Dalam fasilitas pemberian kredit ke Sritex, seharusnya bank-bank pemberi kredit tunduk pada ketentuan-ketentuan. Salah satunya, kapasitas. 

“Kalau kita punya agunan senilai Rp15 ribu lalu pinjam Rp20 ribu kan tidak boleh. Tapi itu yang sering terjadi. Artinya debitur (owner Sritex) juga seringkali tidak jujur,” jelas Tisna.

Maka dari itu salah satu cara untuk mengejar pengembalian kerugian negara, maka bank pemberi kredit juga harus dikejar. 

Mekanisme kepailitan adalah mekanisme yang dapat digunakan oleh pengusaha untuk menghindari utang ke berbagai lembaga perbankan. “Kedua adalah untuk menghindari aspek pidananya. Jadi kepailitan itu sudah bergeser ke arah itu,” ungkap Tisna.

Karena kepailitan sudah digunakan untuk menghindari pembayaran utang dan aspek pidana, menurut Tisna, maka langkah Kejagung mengusut dugaan korupsi kasus Sritex sudah sangat tepat. “Karena begini, aset Sritex itu berapa? pinjaman ke bank itu berapa?” katanya.

Lalu apakah pinjaman itu digunakan untuk menyehatkan perusahaan itu? Ternyata enggak juga, karena tetap pailit. Lalu mundul pertanyaan, pinjaman ini dikemanakan? Di situlah unsur korupsi terjadi,” bebernya menambahkan.

Kepailitan Sritex menjadi sarana untuk menghindari kewajiban sebagai kreditur dan ancaman pidana yang ada. 

“Sehingga langkah Kejagung ini menjadi langkah yang ditunggu-tunggu,” tandasnya.

Adapun terkait dengan pengembalian kerugian negara, Tisna mengatakan, jika masalah ini didiamkan maka kerugian negara tidak akan balik. 

Namun jika ada proses pengusutan korupsi maka terbuka peluang pengembalian kerugian negara.

“Kejagung harus segera melakukan sita aset Sritex.
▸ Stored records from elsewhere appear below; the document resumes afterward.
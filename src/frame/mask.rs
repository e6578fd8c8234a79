//! Mask key and payload masking.

use crate::error::FrameError;

/// Payload mask with a 32-bit key.
///
/// A key is either absent (frames sent by a server) or exactly
/// 4 bytes; no other length exists on the wire.
#[derive(Debug, Clone, Copy, PartialEq, Eq)]
pub enum Mask {
    Key([u8; 4]),
    None,
}

impl Mask {
    /// Validate a raw key slice, as handed over by the head parser.
    ///
    /// Accepts an empty slice (no mask) or exactly 4 bytes; any
    /// other length is an upstream protocol violation and is
    /// rejected with [`FrameError::IllegalMaskKey`].
    #[inline]
    pub fn from_key(key: &[u8]) -> Result<Self, FrameError> {
        match key.len() {
            0 => Ok(Mask::None),
            4 => Ok(Mask::Key([key[0], key[1], key[2], key[3]])),
            _ => Err(FrameError::IllegalMaskKey),
        }
    }
}

/// Generate a new random key.
#[inline]
pub fn new_rand_key() -> [u8; 4] { rand::random::<[u8; 4]>() }

/// Mask the buffer, byte by byte.
#[inline]
pub fn apply_mask(key: [u8; 4], buf: &mut [u8]) {
    for (i, b) in buf.iter_mut().enumerate() {
        *b ^= key[i & 0x03];
    }
}

/// Mask the buffer, 4 bytes at a time.
#[inline]
pub fn apply_mask4(key: [u8; 4], buf: &mut [u8]) {
    let key4 = u32::from_ne_bytes(key);

    let (prefix, middle, suffix) = unsafe { buf.align_to_mut::<u32>() };

    apply_mask(key, prefix);

    let head = prefix.len() & 3;
    let key4 = if head > 0 {
        if cfg!(target_endian = "big") {
            key4.rotate_left(8 * head as u32)
        } else {
            key4.rotate_right(8 * head as u32)
        }
    } else {
        key4
    };
    for b4 in middle.iter_mut() {
        *b4 ^= key4;
    }

    apply_mask(key4.to_ne_bytes(), suffix);
}

/// Mask the buffer as if it started at byte `offset` of the key
/// phase, so masking can resume mid-frame after a partial read.
#[inline]
pub fn apply_mask_at(key: [u8; 4], offset: u64, buf: &mut [u8]) {
    let r = (offset & 0x03) as usize;
    let key = [
        key[r],
        key[(r + 1) & 0x03],
        key[(r + 2) & 0x03],
        key[(r + 3) & 0x03],
    ];
    apply_mask4(key, buf);
}

#[cfg(test)]
mod test {
    use super::*;

    #[test]
    fn mask_key_len() {
        assert_eq!(Mask::from_key(&[]).unwrap(), Mask::None);
        assert_eq!(
            Mask::from_key(&[1, 2, 3, 4]).unwrap(),
            Mask::Key([1, 2, 3, 4])
        );

        for len in [1, 2, 3, 5, 8] {
            let key = vec![0xab; len];
            assert_eq!(Mask::from_key(&key), Err(FrameError::IllegalMaskKey));
        }
    }

    #[test]
    fn mask_byte() {
        let key: [u8; 4] = rand::random();
        let buf: Vec<u8> =
            std::iter::repeat(rand::random::<u8>()).take(1024).collect();

        assert_eq!(buf.len(), 1024);

        let mut buf2 = buf.clone();
        apply_mask(key, &mut buf2);
        apply_mask(key, &mut buf2);

        assert_eq!(buf, buf2);
    }

    #[test]
    fn mask_byte4() {
        for i in 0..4096 {
            let key: [u8; 4] = rand::random();
            let buf: Vec<u8> =
                std::iter::repeat(rand::random::<u8>()).take(i).collect();

            assert_eq!(buf.len(), i);

            let mut buf2 = buf.clone();
            apply_mask4(key, &mut buf2);
            apply_mask4(key, &mut buf2);

            assert_eq!(buf, buf2);
        }
    }

    #[test]
    fn mask_split_at_any_offset() {
        // masking a buffer in two runs must equal masking it whole
        for len in 0..256 {
            let key: [u8; 4] = rand::random();
            let buf: Vec<u8> = (0..len).map(|_| rand::random()).collect();

            let mut whole = buf.clone();
            apply_mask(key, &mut whole);

            for split in 0..=len {
                let mut parts = buf.clone();
                let (a, b) = parts.split_at_mut(split);
                apply_mask_at(key, 0, a);
                apply_mask_at(key, split as u64, b);

                assert_eq!(whole, parts);
            }
        }
    }
}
Buat apa hanya mengejar pidana kalau kerugian negara tidak bisa dikembalikan,” ungkap Tisna.

Dia mengakui bahwa upaya mengembalikan kerugian negara ini tidak mudah. 

Penyebabnya, kata Tisna, Sritex sudah masuk proses pailit. “Aset kekayaan Sritex sudah menjadi aset yang dipailitkan (bundel pailit),” pungkasnya.